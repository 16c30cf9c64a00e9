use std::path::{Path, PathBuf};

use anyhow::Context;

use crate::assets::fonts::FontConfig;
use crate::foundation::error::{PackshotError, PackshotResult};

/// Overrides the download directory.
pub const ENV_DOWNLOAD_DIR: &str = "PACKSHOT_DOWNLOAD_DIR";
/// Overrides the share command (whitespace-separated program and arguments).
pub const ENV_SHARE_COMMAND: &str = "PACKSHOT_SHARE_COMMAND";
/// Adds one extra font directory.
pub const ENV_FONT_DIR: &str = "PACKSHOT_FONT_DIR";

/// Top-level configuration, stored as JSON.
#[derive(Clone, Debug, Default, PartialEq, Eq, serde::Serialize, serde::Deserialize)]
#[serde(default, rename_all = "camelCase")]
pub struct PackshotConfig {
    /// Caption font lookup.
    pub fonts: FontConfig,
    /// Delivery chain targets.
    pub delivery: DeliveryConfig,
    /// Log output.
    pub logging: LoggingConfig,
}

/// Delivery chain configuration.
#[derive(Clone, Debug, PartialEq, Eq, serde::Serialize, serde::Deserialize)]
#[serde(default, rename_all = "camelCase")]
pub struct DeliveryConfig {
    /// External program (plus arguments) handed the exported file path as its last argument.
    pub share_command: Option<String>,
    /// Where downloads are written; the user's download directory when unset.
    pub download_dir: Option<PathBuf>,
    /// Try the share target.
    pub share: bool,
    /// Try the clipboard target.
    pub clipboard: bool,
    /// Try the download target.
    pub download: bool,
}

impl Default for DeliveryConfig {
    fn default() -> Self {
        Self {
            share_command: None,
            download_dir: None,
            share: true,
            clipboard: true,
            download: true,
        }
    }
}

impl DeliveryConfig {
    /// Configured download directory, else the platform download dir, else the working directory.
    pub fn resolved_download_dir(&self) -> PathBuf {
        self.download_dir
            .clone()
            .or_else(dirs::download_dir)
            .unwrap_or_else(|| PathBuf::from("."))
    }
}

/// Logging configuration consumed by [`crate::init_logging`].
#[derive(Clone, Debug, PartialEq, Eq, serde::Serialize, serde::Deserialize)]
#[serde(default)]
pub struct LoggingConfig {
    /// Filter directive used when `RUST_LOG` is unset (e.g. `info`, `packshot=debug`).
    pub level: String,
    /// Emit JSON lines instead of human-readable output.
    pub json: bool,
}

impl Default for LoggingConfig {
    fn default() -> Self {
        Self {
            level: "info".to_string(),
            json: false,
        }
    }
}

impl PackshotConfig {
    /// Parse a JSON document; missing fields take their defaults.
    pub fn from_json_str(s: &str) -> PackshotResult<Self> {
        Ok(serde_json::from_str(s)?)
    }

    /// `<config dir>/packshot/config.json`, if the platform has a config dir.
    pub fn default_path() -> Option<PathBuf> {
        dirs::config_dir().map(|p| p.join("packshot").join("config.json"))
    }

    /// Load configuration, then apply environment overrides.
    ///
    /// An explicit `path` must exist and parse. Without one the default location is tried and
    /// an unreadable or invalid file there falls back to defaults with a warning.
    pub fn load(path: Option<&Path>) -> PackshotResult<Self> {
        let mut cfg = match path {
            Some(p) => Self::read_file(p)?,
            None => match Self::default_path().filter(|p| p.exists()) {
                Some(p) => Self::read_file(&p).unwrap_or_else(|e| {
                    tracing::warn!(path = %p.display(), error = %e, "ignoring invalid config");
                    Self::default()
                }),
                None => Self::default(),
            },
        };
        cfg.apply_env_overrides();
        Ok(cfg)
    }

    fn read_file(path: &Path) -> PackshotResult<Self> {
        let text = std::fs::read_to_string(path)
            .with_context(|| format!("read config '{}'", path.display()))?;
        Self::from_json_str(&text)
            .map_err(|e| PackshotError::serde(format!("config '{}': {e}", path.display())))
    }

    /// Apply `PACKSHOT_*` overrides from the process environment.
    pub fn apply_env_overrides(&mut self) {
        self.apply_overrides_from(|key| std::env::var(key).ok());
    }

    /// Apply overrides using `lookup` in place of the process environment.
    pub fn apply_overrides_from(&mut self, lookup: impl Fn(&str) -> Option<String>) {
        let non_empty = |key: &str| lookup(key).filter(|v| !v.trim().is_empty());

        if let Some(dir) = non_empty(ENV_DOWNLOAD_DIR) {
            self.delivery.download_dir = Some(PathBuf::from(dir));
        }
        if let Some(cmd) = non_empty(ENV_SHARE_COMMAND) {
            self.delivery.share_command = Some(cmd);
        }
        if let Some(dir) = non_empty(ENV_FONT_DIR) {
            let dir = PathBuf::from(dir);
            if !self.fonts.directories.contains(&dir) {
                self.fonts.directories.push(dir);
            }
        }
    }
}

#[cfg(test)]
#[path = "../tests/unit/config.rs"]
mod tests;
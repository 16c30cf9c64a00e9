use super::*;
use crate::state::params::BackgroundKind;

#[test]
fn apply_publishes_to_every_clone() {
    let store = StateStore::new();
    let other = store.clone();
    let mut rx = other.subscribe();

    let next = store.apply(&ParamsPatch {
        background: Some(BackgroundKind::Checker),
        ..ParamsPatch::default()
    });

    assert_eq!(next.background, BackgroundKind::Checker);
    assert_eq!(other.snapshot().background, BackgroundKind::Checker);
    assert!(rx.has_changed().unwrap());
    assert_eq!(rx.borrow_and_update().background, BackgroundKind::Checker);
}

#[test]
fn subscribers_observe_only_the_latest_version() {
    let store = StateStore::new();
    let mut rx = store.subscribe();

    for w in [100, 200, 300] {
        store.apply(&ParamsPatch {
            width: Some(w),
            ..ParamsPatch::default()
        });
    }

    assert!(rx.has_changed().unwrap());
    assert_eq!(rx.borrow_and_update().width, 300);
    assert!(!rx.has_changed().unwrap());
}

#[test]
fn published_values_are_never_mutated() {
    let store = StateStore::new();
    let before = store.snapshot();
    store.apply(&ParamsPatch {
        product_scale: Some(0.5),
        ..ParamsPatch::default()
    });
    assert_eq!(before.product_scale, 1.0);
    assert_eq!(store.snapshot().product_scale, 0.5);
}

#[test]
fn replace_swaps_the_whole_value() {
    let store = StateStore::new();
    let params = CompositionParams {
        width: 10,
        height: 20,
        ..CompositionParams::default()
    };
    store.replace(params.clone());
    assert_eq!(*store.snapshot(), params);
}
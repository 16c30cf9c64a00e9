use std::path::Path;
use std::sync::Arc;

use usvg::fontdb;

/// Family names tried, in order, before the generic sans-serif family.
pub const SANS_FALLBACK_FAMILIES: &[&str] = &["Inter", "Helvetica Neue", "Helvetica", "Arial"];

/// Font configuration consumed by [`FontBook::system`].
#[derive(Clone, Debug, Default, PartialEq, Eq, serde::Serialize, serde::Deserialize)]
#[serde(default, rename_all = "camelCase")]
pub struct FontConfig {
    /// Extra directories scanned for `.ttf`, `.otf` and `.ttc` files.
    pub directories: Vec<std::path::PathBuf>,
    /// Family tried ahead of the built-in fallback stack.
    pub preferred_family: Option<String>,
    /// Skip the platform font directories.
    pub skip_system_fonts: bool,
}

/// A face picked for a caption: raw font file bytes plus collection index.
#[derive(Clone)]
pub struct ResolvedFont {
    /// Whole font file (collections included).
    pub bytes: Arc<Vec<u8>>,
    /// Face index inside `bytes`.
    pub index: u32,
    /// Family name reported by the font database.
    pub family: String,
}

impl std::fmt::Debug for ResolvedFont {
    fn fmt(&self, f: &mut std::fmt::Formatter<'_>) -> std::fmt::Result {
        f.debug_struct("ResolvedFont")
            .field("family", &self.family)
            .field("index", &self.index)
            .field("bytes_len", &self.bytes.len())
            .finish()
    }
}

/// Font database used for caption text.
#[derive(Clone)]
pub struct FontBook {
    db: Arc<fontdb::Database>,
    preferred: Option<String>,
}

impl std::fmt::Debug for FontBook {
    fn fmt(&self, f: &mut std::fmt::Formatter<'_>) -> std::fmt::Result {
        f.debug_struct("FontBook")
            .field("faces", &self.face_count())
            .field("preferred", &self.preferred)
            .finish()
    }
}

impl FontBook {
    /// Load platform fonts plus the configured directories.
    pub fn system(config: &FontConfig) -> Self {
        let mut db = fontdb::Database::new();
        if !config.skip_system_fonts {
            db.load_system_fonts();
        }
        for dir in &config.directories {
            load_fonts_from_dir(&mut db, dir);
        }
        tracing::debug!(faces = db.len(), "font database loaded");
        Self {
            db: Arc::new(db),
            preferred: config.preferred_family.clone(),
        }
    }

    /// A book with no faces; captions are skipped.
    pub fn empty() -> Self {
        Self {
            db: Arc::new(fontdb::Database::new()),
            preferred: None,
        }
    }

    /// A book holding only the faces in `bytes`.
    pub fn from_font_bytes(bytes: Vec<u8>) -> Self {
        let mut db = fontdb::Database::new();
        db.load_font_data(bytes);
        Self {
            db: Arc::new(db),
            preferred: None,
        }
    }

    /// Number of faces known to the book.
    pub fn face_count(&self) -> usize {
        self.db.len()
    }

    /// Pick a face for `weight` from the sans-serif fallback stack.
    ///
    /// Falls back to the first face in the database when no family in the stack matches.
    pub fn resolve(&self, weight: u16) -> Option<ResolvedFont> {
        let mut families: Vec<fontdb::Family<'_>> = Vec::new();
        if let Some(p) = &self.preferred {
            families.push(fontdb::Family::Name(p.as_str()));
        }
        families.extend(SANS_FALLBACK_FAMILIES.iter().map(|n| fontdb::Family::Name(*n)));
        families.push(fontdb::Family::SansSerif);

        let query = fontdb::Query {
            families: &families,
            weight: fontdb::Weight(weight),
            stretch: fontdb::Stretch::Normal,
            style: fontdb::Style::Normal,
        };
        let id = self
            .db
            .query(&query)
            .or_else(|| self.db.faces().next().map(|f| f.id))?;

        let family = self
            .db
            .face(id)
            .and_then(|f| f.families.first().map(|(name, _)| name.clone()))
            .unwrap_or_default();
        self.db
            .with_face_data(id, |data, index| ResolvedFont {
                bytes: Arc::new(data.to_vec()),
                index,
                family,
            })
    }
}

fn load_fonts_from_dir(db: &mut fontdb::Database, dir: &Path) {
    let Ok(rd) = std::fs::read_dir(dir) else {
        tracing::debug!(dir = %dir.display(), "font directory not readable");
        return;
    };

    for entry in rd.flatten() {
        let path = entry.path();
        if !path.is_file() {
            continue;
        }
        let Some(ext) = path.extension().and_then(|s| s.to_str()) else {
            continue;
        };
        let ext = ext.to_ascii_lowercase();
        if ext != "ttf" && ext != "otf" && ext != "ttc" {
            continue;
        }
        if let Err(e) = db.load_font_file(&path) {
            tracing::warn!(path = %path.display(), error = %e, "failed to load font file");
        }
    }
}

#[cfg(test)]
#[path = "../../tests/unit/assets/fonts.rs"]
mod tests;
--
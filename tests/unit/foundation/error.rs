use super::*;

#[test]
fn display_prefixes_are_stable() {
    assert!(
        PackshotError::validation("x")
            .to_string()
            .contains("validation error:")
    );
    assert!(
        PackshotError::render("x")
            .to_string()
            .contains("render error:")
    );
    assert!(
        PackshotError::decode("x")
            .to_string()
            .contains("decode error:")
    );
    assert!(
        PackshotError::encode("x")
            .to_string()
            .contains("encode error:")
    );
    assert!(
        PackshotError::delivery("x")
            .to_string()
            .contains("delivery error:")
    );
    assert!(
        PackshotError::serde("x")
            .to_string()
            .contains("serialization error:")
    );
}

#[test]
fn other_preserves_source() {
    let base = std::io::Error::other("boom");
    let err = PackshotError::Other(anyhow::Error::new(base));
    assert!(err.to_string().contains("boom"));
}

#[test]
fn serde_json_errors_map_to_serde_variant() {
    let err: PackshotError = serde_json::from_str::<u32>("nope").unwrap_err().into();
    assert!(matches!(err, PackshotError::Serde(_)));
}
...
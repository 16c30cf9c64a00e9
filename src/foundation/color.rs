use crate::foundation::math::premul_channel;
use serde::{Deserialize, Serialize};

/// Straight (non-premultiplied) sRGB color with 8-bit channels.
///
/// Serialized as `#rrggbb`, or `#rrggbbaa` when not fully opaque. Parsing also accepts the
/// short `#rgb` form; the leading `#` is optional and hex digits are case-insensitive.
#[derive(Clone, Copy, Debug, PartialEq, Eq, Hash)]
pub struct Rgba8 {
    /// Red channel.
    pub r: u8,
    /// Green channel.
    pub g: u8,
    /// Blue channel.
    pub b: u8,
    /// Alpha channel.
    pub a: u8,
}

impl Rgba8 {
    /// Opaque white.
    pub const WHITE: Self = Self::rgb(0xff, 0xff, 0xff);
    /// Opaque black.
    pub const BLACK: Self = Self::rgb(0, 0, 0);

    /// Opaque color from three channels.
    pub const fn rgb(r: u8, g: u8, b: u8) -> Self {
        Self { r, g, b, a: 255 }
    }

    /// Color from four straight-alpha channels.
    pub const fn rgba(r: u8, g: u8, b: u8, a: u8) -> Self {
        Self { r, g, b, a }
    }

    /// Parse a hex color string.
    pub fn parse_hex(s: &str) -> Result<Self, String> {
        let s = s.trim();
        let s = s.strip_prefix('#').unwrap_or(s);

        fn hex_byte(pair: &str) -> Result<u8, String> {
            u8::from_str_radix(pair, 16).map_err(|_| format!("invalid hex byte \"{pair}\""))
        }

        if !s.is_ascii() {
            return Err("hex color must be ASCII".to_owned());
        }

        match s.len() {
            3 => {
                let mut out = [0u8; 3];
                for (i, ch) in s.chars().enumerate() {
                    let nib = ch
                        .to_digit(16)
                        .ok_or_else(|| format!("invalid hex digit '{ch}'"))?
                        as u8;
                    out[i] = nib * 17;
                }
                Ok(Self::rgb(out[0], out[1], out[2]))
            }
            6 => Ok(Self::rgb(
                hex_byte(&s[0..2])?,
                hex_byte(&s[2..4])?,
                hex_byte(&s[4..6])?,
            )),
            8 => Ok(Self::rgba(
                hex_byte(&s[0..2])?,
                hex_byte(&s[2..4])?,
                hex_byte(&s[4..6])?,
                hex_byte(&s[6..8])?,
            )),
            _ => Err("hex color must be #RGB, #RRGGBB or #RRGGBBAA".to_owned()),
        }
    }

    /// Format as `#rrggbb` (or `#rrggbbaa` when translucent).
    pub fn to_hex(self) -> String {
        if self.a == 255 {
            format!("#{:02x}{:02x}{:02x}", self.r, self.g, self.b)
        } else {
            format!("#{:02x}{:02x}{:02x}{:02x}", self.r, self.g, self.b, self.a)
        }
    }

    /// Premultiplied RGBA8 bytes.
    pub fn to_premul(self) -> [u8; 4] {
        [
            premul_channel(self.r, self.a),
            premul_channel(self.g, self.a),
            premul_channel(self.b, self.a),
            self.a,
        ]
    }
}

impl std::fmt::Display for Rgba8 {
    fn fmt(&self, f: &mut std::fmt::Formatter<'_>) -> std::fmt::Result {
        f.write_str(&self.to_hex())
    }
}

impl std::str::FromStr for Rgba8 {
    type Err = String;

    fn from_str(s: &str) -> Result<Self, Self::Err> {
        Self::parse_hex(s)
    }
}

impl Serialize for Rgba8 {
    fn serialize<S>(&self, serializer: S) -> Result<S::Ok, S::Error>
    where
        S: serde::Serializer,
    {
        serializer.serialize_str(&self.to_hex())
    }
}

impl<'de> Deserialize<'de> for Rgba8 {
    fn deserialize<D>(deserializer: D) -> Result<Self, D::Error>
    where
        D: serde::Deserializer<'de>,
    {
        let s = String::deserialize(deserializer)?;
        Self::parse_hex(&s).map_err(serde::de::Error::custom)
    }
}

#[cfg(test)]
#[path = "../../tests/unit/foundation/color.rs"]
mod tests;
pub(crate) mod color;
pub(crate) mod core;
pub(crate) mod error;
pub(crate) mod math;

*Work task*: Reproduce word for word the material above, starting with the line that has "be #RGB, #RRGGBB" and stopping after the line that has "if self.a == 255".

*Expected answer*:
            _ => Err("hex color must be #RGB, #RRGGBB or #RRGGBBAA".to_owned()),
        }
    }

    /// Format as `#rrggbb` (or `#rrggbbaa` when translucent).
    pub fn to_hex(self) -> String {
        if self.a == 255 {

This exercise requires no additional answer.